Author: Canadian Living

Nutrition

A grain of prevention

High fibre content makes grains an important part of every diet. Here is some information about grains and four great recipes.

"On white or whole wheat" must be the most-asked question at the lunch counter. If you choose whole wheat, your sandwich will not only be tastier but will provide more fibre, vitamin B6, magnesium and zinc. Whole grains -- whether from the wheat flour in the sandwich bread or the brown rice in a pilaf or the oats in your morning porridge -- contain all the parts of the grain kernel; in refined grains, however, the bran and germ -- which house most of the nutrients -- have been removed.
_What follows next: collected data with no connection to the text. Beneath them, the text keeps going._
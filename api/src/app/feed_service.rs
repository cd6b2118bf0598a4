//! Feed service
//!
//! The query boundary between the store and everything that renders posts.
//! Both operations hand back normalized, display-safe records.

use std::sync::Arc;

use crate::app::normalize::normalize_post;
use crate::domain::entities::{Post, PostId};
use crate::domain::ports::PostRepository;
use crate::error::DomainError;

/// Service for reading the post feed
pub struct FeedService<R>
where
    R: PostRepository,
{
    posts: Arc<R>,
}

impl<R> FeedService<R>
where
    R: PostRepository,
{
    pub fn new(posts: Arc<R>) -> Self {
        Self { posts }
    }

    /// All posts, newest first. Store failures are reported as-is, never retried.
    pub async fn list_posts(&self) -> Result<Vec<Post>, DomainError> {
        let raw = self.posts.find_all_newest_first().await?;
        tracing::debug!(count = raw.len(), "Fetched posts");

        Ok(raw.iter().map(normalize_post).collect())
    }

    /// A single post by its identifier
    pub async fn get_post(&self, id: &str) -> Result<Post, DomainError> {
        let post_id = PostId::parse(id)
            .ok_or_else(|| DomainError::Validation(format!("Malformed post id: {}", id)))?;

        let raw = self
            .posts
            .find_by_id(&post_id)
            .await?
            .ok_or_else(|| DomainError::NotFound(format!("Post {}", post_id)))?;

        Ok(normalize_post(&raw))
    }
}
One of the reasons whole grains are so important in our diet is their high fibre content, says Suzanne Hendricks, president of the National Institute of Nutrition. "This means they are good regulators and play a preventive role in certain disease conditions, such as diverticulitis, heart disease and diabetes." Try these ways to incorporate whole grains into a simple pilaf, a fruity loaf, muffins and good old peanut butter cookies.

Grain of goodness
Whole grains, such as wheat, oats, barley, rye and rice, retain all the parts of the grain kernel after milling. The endosperm (the inside, or majority of the kernel) has most of the carbohydrates and protein, some B vitamins and some of the fibre. The bran (multilayer fibrous coating) provides most of the B vitamins, 66 per cent of the minerals and most of the fibre. The germ (embryo that develops to form a new plant) contains some polyunsaturated fat and vitamin E.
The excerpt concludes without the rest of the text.